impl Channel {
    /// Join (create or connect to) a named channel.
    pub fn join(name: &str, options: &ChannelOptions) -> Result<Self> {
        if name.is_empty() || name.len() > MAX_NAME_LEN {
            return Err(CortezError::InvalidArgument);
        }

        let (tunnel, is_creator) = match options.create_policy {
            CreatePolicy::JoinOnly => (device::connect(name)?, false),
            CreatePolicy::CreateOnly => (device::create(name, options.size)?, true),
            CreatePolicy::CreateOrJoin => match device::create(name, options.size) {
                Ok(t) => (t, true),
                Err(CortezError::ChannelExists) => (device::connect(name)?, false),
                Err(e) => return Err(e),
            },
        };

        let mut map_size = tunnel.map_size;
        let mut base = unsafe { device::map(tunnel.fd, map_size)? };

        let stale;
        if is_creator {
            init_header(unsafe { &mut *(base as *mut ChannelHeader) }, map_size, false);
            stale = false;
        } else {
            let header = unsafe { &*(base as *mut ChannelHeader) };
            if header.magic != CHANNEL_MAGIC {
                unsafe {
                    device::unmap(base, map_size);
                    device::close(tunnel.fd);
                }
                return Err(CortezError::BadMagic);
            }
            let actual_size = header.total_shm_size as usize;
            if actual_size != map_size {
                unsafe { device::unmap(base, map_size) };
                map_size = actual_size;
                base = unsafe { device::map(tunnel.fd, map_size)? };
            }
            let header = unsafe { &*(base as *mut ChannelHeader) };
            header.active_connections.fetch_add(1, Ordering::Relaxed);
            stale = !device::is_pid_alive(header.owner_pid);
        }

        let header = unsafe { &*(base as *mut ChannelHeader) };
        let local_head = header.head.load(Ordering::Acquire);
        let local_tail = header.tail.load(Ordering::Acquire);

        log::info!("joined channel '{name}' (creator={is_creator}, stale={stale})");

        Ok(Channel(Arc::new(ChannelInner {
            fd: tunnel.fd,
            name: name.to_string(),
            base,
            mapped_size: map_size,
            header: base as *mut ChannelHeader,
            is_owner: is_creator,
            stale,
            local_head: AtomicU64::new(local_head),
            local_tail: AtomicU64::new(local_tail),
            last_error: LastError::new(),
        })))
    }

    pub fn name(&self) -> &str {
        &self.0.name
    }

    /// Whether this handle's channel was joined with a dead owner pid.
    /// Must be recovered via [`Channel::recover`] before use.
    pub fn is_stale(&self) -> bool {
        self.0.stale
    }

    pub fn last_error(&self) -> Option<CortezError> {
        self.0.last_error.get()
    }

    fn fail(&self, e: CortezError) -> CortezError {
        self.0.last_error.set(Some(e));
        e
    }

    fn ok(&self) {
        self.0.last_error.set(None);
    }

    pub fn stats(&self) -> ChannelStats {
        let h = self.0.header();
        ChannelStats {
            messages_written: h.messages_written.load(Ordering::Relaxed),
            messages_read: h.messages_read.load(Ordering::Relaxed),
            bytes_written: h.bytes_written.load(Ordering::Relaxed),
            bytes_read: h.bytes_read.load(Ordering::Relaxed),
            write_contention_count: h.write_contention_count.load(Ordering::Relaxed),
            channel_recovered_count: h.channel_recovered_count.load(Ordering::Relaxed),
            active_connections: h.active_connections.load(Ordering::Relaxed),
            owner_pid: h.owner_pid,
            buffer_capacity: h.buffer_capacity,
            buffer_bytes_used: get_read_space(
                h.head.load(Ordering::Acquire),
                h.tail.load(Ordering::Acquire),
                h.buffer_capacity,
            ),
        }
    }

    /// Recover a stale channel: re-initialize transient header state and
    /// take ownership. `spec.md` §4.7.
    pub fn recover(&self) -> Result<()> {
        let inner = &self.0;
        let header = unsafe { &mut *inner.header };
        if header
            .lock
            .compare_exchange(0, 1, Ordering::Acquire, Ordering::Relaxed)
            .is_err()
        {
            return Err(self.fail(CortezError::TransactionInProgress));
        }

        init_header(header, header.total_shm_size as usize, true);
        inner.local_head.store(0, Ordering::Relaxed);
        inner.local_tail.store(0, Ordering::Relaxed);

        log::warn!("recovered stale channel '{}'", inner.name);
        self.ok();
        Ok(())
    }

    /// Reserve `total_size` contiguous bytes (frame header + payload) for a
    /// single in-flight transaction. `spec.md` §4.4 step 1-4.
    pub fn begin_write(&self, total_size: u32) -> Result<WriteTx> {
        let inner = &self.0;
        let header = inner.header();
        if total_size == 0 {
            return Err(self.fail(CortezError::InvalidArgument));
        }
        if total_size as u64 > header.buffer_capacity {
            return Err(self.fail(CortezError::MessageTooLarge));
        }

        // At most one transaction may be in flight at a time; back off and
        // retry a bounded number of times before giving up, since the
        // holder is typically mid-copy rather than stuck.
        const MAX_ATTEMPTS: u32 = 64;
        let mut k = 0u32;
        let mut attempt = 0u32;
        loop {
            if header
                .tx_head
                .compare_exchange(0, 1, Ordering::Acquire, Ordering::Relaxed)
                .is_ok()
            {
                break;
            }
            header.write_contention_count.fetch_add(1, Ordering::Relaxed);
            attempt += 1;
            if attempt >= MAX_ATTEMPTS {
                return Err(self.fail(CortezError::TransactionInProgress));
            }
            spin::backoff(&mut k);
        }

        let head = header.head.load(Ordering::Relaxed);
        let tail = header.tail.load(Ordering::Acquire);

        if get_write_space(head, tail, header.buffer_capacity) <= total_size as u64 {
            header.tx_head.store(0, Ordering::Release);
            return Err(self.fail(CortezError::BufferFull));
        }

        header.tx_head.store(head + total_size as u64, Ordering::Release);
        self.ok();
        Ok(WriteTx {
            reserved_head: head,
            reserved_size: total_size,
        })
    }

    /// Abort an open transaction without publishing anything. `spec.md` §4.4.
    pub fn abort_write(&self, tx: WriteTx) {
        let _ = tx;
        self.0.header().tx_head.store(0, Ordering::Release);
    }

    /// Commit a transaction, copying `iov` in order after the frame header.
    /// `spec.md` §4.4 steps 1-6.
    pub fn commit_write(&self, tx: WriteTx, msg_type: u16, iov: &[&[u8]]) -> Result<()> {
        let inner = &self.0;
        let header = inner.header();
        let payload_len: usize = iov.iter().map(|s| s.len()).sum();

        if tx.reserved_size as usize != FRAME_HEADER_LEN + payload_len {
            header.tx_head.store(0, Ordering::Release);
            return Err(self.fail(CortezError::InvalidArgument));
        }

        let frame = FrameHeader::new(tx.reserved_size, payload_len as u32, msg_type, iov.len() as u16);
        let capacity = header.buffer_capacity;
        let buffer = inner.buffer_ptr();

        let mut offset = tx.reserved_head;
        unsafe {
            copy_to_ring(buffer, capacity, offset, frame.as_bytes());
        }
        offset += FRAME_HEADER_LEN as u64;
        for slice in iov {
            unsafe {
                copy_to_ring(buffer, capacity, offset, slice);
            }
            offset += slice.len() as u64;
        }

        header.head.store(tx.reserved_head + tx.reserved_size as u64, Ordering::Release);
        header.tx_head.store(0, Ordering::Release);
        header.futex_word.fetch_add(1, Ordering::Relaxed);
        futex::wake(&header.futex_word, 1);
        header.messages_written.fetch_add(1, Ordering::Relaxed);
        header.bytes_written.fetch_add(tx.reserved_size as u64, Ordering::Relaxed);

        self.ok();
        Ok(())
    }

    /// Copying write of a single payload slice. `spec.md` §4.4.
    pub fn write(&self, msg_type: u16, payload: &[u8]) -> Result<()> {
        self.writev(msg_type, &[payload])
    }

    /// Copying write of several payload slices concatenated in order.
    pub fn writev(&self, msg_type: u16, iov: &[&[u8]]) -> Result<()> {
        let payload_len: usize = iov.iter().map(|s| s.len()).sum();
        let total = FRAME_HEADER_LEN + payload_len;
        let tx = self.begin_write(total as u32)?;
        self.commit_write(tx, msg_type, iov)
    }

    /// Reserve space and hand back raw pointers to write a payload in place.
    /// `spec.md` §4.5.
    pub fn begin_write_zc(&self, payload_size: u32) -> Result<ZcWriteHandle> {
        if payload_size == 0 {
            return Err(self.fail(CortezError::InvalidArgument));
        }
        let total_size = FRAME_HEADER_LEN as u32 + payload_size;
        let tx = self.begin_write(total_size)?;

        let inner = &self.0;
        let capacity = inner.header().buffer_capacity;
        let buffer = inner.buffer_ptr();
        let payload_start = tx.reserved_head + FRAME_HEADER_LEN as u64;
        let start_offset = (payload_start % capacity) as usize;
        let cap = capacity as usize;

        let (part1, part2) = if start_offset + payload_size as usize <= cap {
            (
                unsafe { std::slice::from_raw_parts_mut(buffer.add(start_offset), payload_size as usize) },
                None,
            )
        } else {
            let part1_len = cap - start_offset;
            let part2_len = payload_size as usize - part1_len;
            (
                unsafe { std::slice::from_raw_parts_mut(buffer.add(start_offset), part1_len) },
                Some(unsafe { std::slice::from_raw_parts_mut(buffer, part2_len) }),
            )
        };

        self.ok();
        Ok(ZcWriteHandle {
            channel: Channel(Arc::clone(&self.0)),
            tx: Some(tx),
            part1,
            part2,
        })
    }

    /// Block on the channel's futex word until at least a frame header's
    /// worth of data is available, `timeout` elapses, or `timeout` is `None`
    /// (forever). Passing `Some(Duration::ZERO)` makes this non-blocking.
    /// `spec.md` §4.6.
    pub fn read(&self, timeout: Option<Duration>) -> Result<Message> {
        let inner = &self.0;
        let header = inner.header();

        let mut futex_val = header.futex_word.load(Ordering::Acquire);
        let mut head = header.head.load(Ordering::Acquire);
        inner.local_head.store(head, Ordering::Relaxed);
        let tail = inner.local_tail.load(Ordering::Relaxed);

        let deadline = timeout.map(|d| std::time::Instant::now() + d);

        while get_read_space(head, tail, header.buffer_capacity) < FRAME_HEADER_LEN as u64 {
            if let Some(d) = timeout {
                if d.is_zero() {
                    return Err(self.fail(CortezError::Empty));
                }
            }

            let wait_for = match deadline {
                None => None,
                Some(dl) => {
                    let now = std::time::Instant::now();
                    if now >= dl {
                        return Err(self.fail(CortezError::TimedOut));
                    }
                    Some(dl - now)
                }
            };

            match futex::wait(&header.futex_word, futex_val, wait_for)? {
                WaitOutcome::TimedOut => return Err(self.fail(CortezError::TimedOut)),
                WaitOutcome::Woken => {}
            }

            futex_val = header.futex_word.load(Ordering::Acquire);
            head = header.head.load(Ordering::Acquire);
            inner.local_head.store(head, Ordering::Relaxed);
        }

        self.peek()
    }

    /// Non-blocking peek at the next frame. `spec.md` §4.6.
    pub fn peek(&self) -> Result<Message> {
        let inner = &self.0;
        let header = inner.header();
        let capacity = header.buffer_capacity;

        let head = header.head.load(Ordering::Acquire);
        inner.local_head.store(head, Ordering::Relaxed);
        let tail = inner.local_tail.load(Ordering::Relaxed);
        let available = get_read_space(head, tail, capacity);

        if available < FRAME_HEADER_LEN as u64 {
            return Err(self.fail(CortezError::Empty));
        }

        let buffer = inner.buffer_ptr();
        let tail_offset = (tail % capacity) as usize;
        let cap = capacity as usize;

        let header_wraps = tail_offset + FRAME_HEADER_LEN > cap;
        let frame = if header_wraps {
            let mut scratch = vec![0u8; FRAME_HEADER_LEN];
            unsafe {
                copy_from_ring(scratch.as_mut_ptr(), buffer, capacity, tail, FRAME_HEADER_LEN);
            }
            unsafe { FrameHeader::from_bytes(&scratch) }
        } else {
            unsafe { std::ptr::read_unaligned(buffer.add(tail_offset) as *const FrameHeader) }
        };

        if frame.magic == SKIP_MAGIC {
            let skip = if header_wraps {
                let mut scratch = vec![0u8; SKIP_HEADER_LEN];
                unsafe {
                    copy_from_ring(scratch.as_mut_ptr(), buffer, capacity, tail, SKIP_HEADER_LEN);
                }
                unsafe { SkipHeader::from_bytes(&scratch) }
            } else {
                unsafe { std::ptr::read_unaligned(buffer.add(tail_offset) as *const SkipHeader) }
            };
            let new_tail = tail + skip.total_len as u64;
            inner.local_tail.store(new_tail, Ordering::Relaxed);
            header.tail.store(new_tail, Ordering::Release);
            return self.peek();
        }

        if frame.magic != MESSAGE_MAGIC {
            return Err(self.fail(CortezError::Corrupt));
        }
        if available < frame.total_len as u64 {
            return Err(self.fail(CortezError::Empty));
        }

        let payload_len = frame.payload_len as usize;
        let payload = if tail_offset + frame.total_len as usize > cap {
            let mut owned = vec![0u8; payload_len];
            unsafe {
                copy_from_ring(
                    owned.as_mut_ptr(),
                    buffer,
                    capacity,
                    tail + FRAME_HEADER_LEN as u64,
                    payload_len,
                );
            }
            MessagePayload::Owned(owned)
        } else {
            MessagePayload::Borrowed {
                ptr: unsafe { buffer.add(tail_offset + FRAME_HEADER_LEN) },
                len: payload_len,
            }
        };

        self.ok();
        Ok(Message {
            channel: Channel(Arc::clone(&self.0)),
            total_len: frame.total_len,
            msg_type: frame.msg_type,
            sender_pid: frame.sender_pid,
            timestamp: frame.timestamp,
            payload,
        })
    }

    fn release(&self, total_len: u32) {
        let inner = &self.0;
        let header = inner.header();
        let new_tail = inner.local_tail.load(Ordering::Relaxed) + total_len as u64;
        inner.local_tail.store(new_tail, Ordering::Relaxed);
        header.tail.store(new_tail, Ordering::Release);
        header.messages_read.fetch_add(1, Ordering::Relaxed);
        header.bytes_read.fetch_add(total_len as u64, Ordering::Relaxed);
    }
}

# # #

▶ [What this task involves]
Retype exactly the lines above, from the one with "let mut head" through the one with "while get_read_space(head, tail, header.buffer_capacity)", inclusive.

▶ [Finished exercise]
        let mut head = header.head.load(Ordering::Acquire);
        inner.local_head.store(head, Ordering::Relaxed);
        let tail = inner.local_tail.load(Ordering::Relaxed);

        let deadline = timeout.map(|d| std::time::Instant::now() + d);

        while get_read_space(head, tail, header.buffer_capacity) < FRAME_HEADER_LEN as u64 {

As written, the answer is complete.